[DAS] LDAS + Ensembl

Tony Cox avc@sanger.ac.uk
Thu, 28 Mar 2002 10:16:37 +0000 (GMT)


On Wed, 27 Mar 2002 lstein@formaggio.cshl.org wrote:

Hi Lincoln,

Thanks for tracking this down. I'll make the code fix for now but include the
updated Das2 version in the next code release - which should be for the mouse
release now that the assembly is all but "blessed". 

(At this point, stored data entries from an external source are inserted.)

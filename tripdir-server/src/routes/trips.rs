//! Trip listing endpoints (local use; share links are the public surface).

use axum::{Json, Router, extract::State, routing::get};
use serde::Serialize;

use crate::routes::AppError;
use crate::state::AppState;

pub fn router() -> Router<AppState> {
    Router::new().route("/trips", get(list_trips))
}

/// Trip info returned by API
#[derive(Serialize)]
pub struct TripInfo {
    pub slug: String,
    pub name: String,
    pub start_date: String,
    pub end_date: String,
    pub shared: bool,
}

/// GET /trips - List all trips
async fn list_trips(State(state): State<AppState>) -> Result<Json<Vec<TripInfo>>, AppError> {
    let tripdir = state.tripdir()?;

    let trips: Vec<TripInfo> = tripdir
        .trips()
        .into_iter()
        .map(|handle| TripInfo {
            slug: handle.slug.clone(),
            name: handle.trip.name.clone(),
            start_date: handle.trip.start_date.to_string(),
            end_date: handle.trip.end_date.to_string(),
            shared: handle.trip.share_token.is_some(),
        })
        .collect();

    Ok(Json(trips))
}
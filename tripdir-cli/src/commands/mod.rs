pub mod assign;
pub mod cache;
pub mod delete;
pub mod new;
pub mod person;
pub mod precache;
pub mod room;
pub mod share;
pub mod status;
pub mod transport;
pub mod trips;

use anyhow::{Result, anyhow};
use tripdir_core::person::Person;
use tripdir_core::room::Room;
use tripdir_core::store::TripStore;

/// Find a room by name or id.
pub fn find_room(store: &TripStore, name_or_id: &str) -> Result<Room> {
    let rooms: Vec<Room> = store.list()?;
    let available: Vec<_> = rooms.iter().map(|r| r.name.clone()).collect();
    rooms
        .into_iter()
        .find(|r| r.name == name_or_id || r.id == name_or_id)
        .ok_or_else(|| {
            anyhow!(
                "Room '{}' not found. Available: {}",
                name_or_id,
                available.join(", ")
            )
        })
}

/// Find a person by name or id.
pub fn find_person(store: &TripStore, name_or_id: &str) -> Result<Person> {
    let persons: Vec<Person> = store.list()?;
    let available: Vec<_> = persons.iter().map(|p| p.name.clone()).collect();
    persons
        .into_iter()
        .find(|p| p.name == name_or_id || p.id == name_or_id)
        .ok_or_else(|| {
            anyhow!(
                "Person '{}' not found. Available: {}",
                name_or_id,
                available.join(", ")
            )
        })
}
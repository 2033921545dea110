use anyhow::Result;
use clap::Subcommand;
use owo_colors::OwoColorize;

use super::find_room;
use crate::resolve_trip;
use tripdir_core::ids;
use tripdir_core::room::Room;

#[derive(Subcommand)]
pub enum RoomCommand {
    /// Add a room to a trip
    Add {
        name: String,

        /// How many people the room sleeps
        #[arg(long, default_value_t = 2)]
        capacity: u32,

        #[arg(short, long)]
        trip: Option<String>,
    },

    /// List the rooms of a trip
    List {
        #[arg(short, long)]
        trip: Option<String>,
    },

    /// Remove a room and every booking into it
    Remove {
        name: String,

        #[arg(short, long)]
        trip: Option<String>,
    },
}

impl RoomCommand {
    pub fn run(self) -> Result<()> {
        match self {
            RoomCommand::Add {
                name,
                capacity,
                trip,
            } => {
                let handle = resolve_trip(trip.as_deref())?;
                let store = handle.store();

                let mut room = Room::new(&handle.trip.id, &name, capacity)?;
                room.id = ids::generate_unique_id(
                    |id| store.exists::<Room>(id),
                    ids::ID_ATTEMPTS,
                )?;
                store.create(&room)?;

                println!("Added {} (sleeps {})", room.name.green(), room.capacity);
                Ok(())
            }
            RoomCommand::List { trip } => {
                let handle = resolve_trip(trip.as_deref())?;
                let rooms: Vec<Room> = handle.store().list()?;
                if rooms.is_empty() {
                    println!("No rooms in {} yet", handle.slug);
                }
                for room in rooms {
                    println!("{} {}", room.name, format!("(sleeps {})", room.capacity).dimmed());
                }
                Ok(())
            }
            RoomCommand::Remove { name, trip } => {
                let handle = resolve_trip(trip.as_deref())?;
                let store = handle.store();
                let room = find_room(&store, &name)?;
                store.delete_room_cascade(&room.id)?;
                println!("Removed {} and its bookings", room.name.red());
                Ok(())
            }
        }
    }
}
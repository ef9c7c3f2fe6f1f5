//! # Control Flow Parsing
//!
//! Parses `if c then a else b`.

use super::Parser;
use crate::ast::Ast;
use crate::error::ParseError;
use crate::lexer::TokenKind;

impl<'a> Parser<'a> {
    /// Parse a conditional expression.
    ///
    /// ## Grammar
    ///
    /// ```text
    /// if = "if" expression "then" expression "else" expression
    /// ```
    pub(super) fn parse_if(&mut self) -> Result<Ast, ParseError> {
        self.expect(TokenKind::If)?;
        let condition = self.parse_expression()?;
        self.expect(TokenKind::Then)?;
        let then_branch = self.parse_expression()?;
        self.expect(TokenKind::Else)?;
        let else_branch = self.parse_expression()?;

        Ok(Ast::If {
            condition: Box::new(condition),
            then_branch: Box::new(then_branch),
            else_branch: Box::new(else_branch),
        })
    }
}

#[cfg(test)]
mod tests {
    use crate::ast::{Ast, BinaryOp};
    use crate::error::ParseErrorKind;
    use crate::lexer::Lexer;
    use crate::parser::Parser;

    #[test]
    fn test_parse_if() {
        let tokens = Lexer::new("if x > 1 then 1 else 2").tokenize().unwrap();
        match Parser::new(&tokens).parse_statement().unwrap().node {
            Ast::If { condition, else_branch, .. } => {
                assert!(matches!(*condition, Ast::Binary { op: BinaryOp::Gt, .. }));
                assert_eq!(*else_branch, Ast::number(2.0));
            }
            other => panic!("unexpected {:?}", other),
        }
    }

    #[test]
    fn test_if_without_else() {
        let tokens = Lexer::new("if true then 1").tokenize().unwrap();
        let err = Parser::new(&tokens).parse_statement().unwrap_err();
        assert!(matches!(err.kind, ParseErrorKind::UnexpectedEof { .. }));
    }
}
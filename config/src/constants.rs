//! # Configuration Constants
//!
//! Centralized constants for the GSharp interpreter.
//!
//! ## Categories
//!
//! - **Precision**: Floating-point comparison tolerances
//! - **Random placement**: Ranges for figures declared without coordinates
//! - **Limits**: Safety bounds for recursion and sequence expansion
//! - **Language tables**: Pre-seeded constants, predefined functions, colors

// =============================================================================
// PRECISION CONSTANTS
// =============================================================================

/// Epsilon for floating-point comparisons in the intersection engine.
///
/// Two points closer than this are considered coincident, and a determinant
/// or discriminant smaller than this in magnitude is treated as zero.
///
/// # Example
///
/// ```rust
/// use config::constants::EPSILON;
///
/// fn approximately_equal(a: f64, b: f64) -> bool {
///     (a - b).abs() < EPSILON
/// }
///
/// assert!(approximately_equal(1.0, 1.0 + 1e-12));
/// ```
pub const EPSILON: f64 = 1e-9;

// =============================================================================
// RANDOM PLACEMENT
// =============================================================================

/// Lower bound (inclusive) for randomly generated coordinates.
pub const RANDOM_COORD_MIN: f64 = 0.0;

/// Upper bound (exclusive) for randomly generated coordinates.
///
/// Matches the canvas-sized square the drawing shell maps onto.
pub const RANDOM_COORD_MAX: f64 = 100.0;

/// Lower bound (inclusive) for randomly generated radii.
pub const RANDOM_RADIUS_MIN: f64 = 5.0;

/// Upper bound (exclusive) for randomly generated radii.
pub const RANDOM_RADIUS_MAX: f64 = 50.0;

// =============================================================================
// LIMITS
// =============================================================================

/// Maximum nesting depth of user function calls.
///
/// Deeper recursion aborts the run with a recursion-limit error instead of
/// overflowing the native stack.
///
/// # Example
///
/// ```rust
/// use config::constants::MAX_CALL_DEPTH;
///
/// let depth = 10;
/// assert!(depth < MAX_CALL_DEPTH);
/// ```
pub const MAX_CALL_DEPTH: usize = 128;

/// Maximum nesting depth of a single expression.
///
/// Parentheses, unary minus, `^` chains and nested `let`/`if` bodies each
/// add one level.
pub const MAX_NESTING_DEPTH: usize = 64;

/// Maximum number of elements a bounded `{a ... n}` sequence may expand to.
pub const MAX_SEQUENCE_LEN: usize = 100_000;

// =============================================================================
// LANGUAGE TABLES
// =============================================================================

/// Name of the color active at the bottom of every fresh color stack.
pub const DEFAULT_COLOR: &str = "black";

/// Global constants available in every fresh environment.
///
/// # Example
///
/// ```rust
/// use config::constants::PREDEFINED_CONSTANTS;
///
/// let pi = PREDEFINED_CONSTANTS.iter().find(|(name, _)| *name == "PI");
/// assert_eq!(pi.map(|(_, v)| *v), Some(std::f64::consts::PI));
/// ```
pub const PREDEFINED_CONSTANTS: &[(&str, f64)] = &[
    ("PI", std::f64::consts::PI),
    ("E", std::f64::consts::E),
    ("G", 6.67430),
    ("C", 299_792_458.0),
    ("GAMMA", 0.577_215_664_901_532_9),
    ("PHI", 1.618_033_988_749_895),
    ("K", 1.380_649e-23),
    ("NA", 6.022_140_76e23),
    ("R", 8.314_462_618_153_24),
    ("SIGMA", 5.670_374_419e-8),
    ("GOLDENRATIO", 1.618_033_988_749_895),
    ("AVOGADRO", 6.022_140_76e23),
];

/// Names of the built-in numeric functions.
///
/// The parser uses this table to classify `Name(args)` as a predefined call;
/// the evaluator provides one implementation per entry.
pub const PREDEFINED_FUNCTIONS: &[&str] = &[
    "Sin", "Cos", "Tan", "Sqrt", "Pow", "Abs", "Floor", "Ceiling", "Round", "Truncate", "Log",
    "Log10", "Exp", "Min", "Max", "Sum", "Average", "Median", "Mode", "Range", "Fact", "Rand",
];

// =============================================================================
// HELPER FUNCTIONS
// =============================================================================

/// Checks whether `name` is one of the built-in numeric functions.
///
/// # Example
///
/// ```rust
/// use config::constants::is_predefined_function;
///
/// assert!(is_predefined_function("Sqrt"));
/// assert!(!is_predefined_function("sqrt"));
/// ```
pub fn is_predefined_function(name: &str) -> bool {
    PREDEFINED_FUNCTIONS.contains(&name)
}

/// Checks if two f64 values are approximately equal within EPSILON.
///
/// # Example
///
/// ```rust
/// use config::constants::approx_equal;
///
/// assert!(approx_equal(1.0, 1.0 + 1e-12));
/// assert!(!approx_equal(1.0, 1.1));
/// ```
#[inline]
pub fn approx_equal(a: f64, b: f64) -> bool {
    (a - b).abs() < EPSILON
}
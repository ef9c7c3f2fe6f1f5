//! # Geometry Errors

use thiserror::Error;

/// Errors raised by the intersection engine.
#[derive(Debug, Clone, PartialEq, Eq, Error)]
pub enum GeometryError {
    /// Both operands describe the same figure.
    #[error("infinite intersections: both figures are identical")]
    InfiniteIntersections,
}
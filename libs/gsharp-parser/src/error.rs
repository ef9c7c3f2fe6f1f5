//! # Lex and Parse Errors
//!
//! Error types for the GSharp front end. Both carry the 1-based line and
//! column of the offending input.
//!
//! ## Example
//!
//! ```rust
//! use gsharp_parser::error::ParseError;
//!
//! let error = ParseError::unexpected_token(")", "identifier");
//! println!("{}", error);
//! ```

use crate::span::{Position, Span};
use thiserror::Error;

// =============================================================================
// LEX ERROR
// =============================================================================

/// A lexical error with location information.
#[derive(Debug, Clone, PartialEq, Error)]
#[error("{kind} at {position}")]
pub struct LexError {
    /// Error kind with details.
    pub kind: LexErrorKind,
    /// Where scanning failed.
    pub position: Position,
}

impl LexError {
    /// Create a new lex error.
    pub const fn new(kind: LexErrorKind, position: Position) -> Self {
        Self { kind, position }
    }
}

/// Kinds of lexical errors.
#[derive(Debug, Clone, PartialEq, Error)]
pub enum LexErrorKind {
    /// A character that starts no token.
    #[error("invalid character '{0}'")]
    InvalidChar(char),

    /// End of input reached inside a string literal.
    #[error("unterminated string literal")]
    UnterminatedString,

    /// A `function` header missing its name, parentheses or `=>`.
    #[error("malformed function header: {0}")]
    MalformedFunctionHeader(String),
}

// =============================================================================
// PARSE ERROR
// =============================================================================

/// A parse error with location information.
///
/// ## Example
///
/// ```rust
/// use gsharp_parser::error::{ParseError, ParseErrorKind};
/// use gsharp_parser::span::{Position, Span};
///
/// let error = ParseError::new(
///     ParseErrorKind::UnexpectedToken {
///         found: ")".to_string(),
///         expected: "identifier".to_string(),
///     },
///     Span::at(Position::new(5, 1, 6)),
/// );
/// assert!(error.to_string().contains("column 6"));
/// ```
#[derive(Debug, Clone, PartialEq, Error)]
#[error("{kind} at {}", span.start)]
pub struct ParseError {
    /// Error kind with details.
    pub kind: ParseErrorKind,
    /// Source location of error.
    pub span: Span,
}

impl ParseError {
    /// Create a new parse error.
    pub const fn new(kind: ParseErrorKind, span: Span) -> Self {
        Self { kind, span }
    }

    /// Create unexpected token error.
    ///
    /// ## Parameters
    ///
    /// - `found`: Token that was found
    /// - `expected`: Description of expected token
    pub fn unexpected_token(found: &str, expected: &str) -> Self {
        Self::new(
            ParseErrorKind::UnexpectedToken {
                found: found.to_string(),
                expected: expected.to_string(),
            },
            Span::default(),
        )
    }

    /// Create unexpected EOF error.
    pub fn unexpected_eof(expected: &str) -> Self {
        Self::new(
            ParseErrorKind::UnexpectedEof {
                expected: expected.to_string(),
            },
            Span::default(),
        )
    }

    /// Create error with span.
    pub fn with_span(mut self, span: Span) -> Self {
        self.span = span;
        self
    }

    /// Line of the error (1-based).
    pub fn line(&self) -> usize {
        self.span.start.line
    }

    /// Column of the error (1-based).
    pub fn column(&self) -> usize {
        self.span.start.column
    }
}

/// Kinds of parse errors.
#[derive(Debug, Clone, PartialEq, Error)]
pub enum ParseErrorKind {
    /// Found unexpected token.
    #[error("unexpected token '{found}', expected {expected}")]
    UnexpectedToken {
        /// Token that was found.
        found: String,
        /// Description of what was expected.
        expected: String,
    },

    /// Unexpected end of file.
    #[error("unexpected end of file, expected {expected}")]
    UnexpectedEof {
        /// Description of what was expected.
        expected: String,
    },

    /// Number literal that does not parse as f64.
    #[error("invalid number '{text}'")]
    InvalidNumber {
        /// The invalid text.
        text: String,
    },

    /// Figure declared with the wrong number of arguments.
    #[error("{figure} takes {expected} arguments, found {found}")]
    ArityMismatch {
        /// Figure keyword.
        figure: String,
        /// Accepted argument count(s).
        expected: String,
        /// Arguments supplied.
        found: usize,
    },

    /// Expression nested beyond the parser's depth limit.
    #[error("expression nested deeper than {limit} levels")]
    NestingTooDeep {
        /// Maximum nesting depth.
        limit: usize,
    },
}

// =============================================================================
// SYNTAX ERROR
// =============================================================================

/// Either stage of the front end failing.
#[derive(Debug, Clone, PartialEq, Error)]
pub enum SyntaxError {
    /// Tokenizing failed.
    #[error(transparent)]
    Lex(#[from] LexError),
    /// Parsing failed.
    #[error(transparent)]
    Parse(#[from] ParseError),
}

impl SyntaxError {
    /// Line of the error (1-based).
    pub fn line(&self) -> usize {
        match self {
            Self::Lex(e) => e.position.line,
            Self::Parse(e) => e.line(),
        }
    }
}

// =============================================================================
// TESTS
// =============================================================================

#[cfg(test)]
mod tests {
    use super::*;

    #[test]
    fn test_unexpected_token_display() {
        let error = ParseError::unexpected_token(")", "identifier");
        let msg = format!("{}", error);
        assert!(msg.contains("unexpected token ')'"));
        assert!(msg.contains("identifier"));
    }

    #[test]
    fn test_unexpected_eof_display() {
        let error = ParseError::unexpected_eof("';'");
        let msg = format!("{}", error);
        assert!(msg.contains("unexpected end of file"));
        assert!(msg.contains("';'"));
    }

    #[test]
    fn test_error_with_span() {
        let error = ParseError::unexpected_token("x", "y")
            .with_span(Span::at(Position::new(10, 2, 4)));
        assert_eq!(error.line(), 2);
        assert_eq!(error.column(), 4);
    }

    #[test]
    fn test_lex_error_display() {
        let error = LexError::new(LexErrorKind::InvalidChar('@'), Position::new(3, 1, 4));
        assert_eq!(error.to_string(), "invalid character '@' at line 1, column 4");
    }

    #[test]
    fn test_syntax_error_line() {
        let lex: SyntaxError =
            LexError::new(LexErrorKind::UnterminatedString, Position::new(0, 3, 1)).into();
        assert_eq!(lex.line(), 3);
        assert!(lex.to_string().starts_with("unterminated string literal"));
    }
}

I also noticed the file extension thing after getting burned by it when
implementing the data upload scripts. One question: is bz2 a sensible supported
default format? - while lots of (linux) clients may be able to produce the files
it is not a default install on many unix servers like our Tru64 boxes. If you
can use bz2, you can use gz, and I believe the difference in compression to be
relatively small. All in the name of simplicity and maintainability. It is up
there with automatically assuming that everybodys tar supports the -z option.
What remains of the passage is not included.